FIGURE 1.

Shedding of the TREM2 ectodomain. A, COS7 cells were co-transfected with DAP12-HA and myc-TREM2-GFP (scheme). After 24 h, cells were treated with 10 μm batimastat or dimethyl sulfoxide as solvent control for 1 h. Surface localization of TREM2 was visualized by surface staining using anti-myc primary and Alexa Fluor 594-coupled secondary antibodies (see “Experimental Procedures”). Scale bars represent 20 μm. Bar chart shows quantification of TREM2 signals in randomly chosen areas of 75 × 75 pixels (Ctrl, n = 25; batimastat, n = 40 areas).

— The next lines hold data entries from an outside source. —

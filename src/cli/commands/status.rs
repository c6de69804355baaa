//! Status command: store counts and channel overview.

use anyhow::Result;
use chrono::Local;
use console::style;

use crate::config::Settings;
use crate::repository::{ChannelRepository, VideoRepository};

pub async fn cmd_status(settings: &Settings) -> Result<()> {
    if !settings.database_exists() {
        println!(
            "{} Store not initialized. Run 'vidacquire init' first.",
            style("!").yellow()
        );
        return Ok(());
    }

    let channels = ChannelRepository::new(&settings.database_path)?;
    let videos = VideoRepository::new(&settings.database_path)?;

    let separator = "─".repeat(60);
    println!();
    println!(
        "{:<40} {}",
        style("vidacquire status").bold(),
        Local::now().format("%Y-%m-%d %H:%M:%S")
    );
    println!("{}", separator);
    println!("Store:        {}", settings.database_path.display());
    println!("Download dir: {}", settings.download_dir.display());
    println!();

    println!("{}", style("VIDEOS").cyan().bold());
    println!("  {:<22} {:>8}", "Pending download:", videos.count_undownloaded()?);
    println!("  {:<22} {:>8}", "Downloaded:", videos.count_downloads()?);
    println!("  {:<22} {:>8}", "Pending upload:", videos.count_pending_uploads()?);
    println!("  {:<22} {:>8}", "Uploaded:", videos.count_uploads()?);
    println!();

    let all_channels = channels.get_all()?;
    if !all_channels.is_empty() {
        println!(
            "{:<24} {:>10} {:>8} {:>20}",
            style("CHANNELS").cyan().bold(),
            "Interval",
            "Active",
            "Last checked"
        );
        for channel in all_channels {
            let last = channel
                .last_checked
                .map(|dt| dt.format("%Y-%m-%d %H:%M").to_string())
                .unwrap_or_else(|| "never".to_string());
            println!(
                "  {:<22} {:>8}m {:>8} {:>20}",
                channel.name,
                channel.check_interval_minutes,
                if channel.is_active { "yes" } else { "no" },
                last
            );
        }
    }
    println!("{}", separator);

    Ok(())
}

B, HEK293 cells co-transfected with FLAG-DAP12-HA and myc-TREM2-GFP were incubated in the presence or absence of batimastat (10 μm) for 24 h in serum-free medium. Cellular membranes were isolated and conditioned medium precipitated with TCA. Proteins were separated by SDS-PAGE, and TREM2 was detected by Western immunoblotting with anti-GFP (membrane) or anti-myc antibodies (medium). The different bands detected for TREM2 in membrane fractions and for the secreted TREM2 ECD in medium might represent different glycosylation state variants. Bar charts show the quantification of TREM2 ECD/FL ratios (left panel) and TREM2 CTF/FL ratios (right panel) (n = 3). Statistical analysis was done by two-tailed t test. Error bars, S.E. **, p < 0.01; ***, p < 0.001.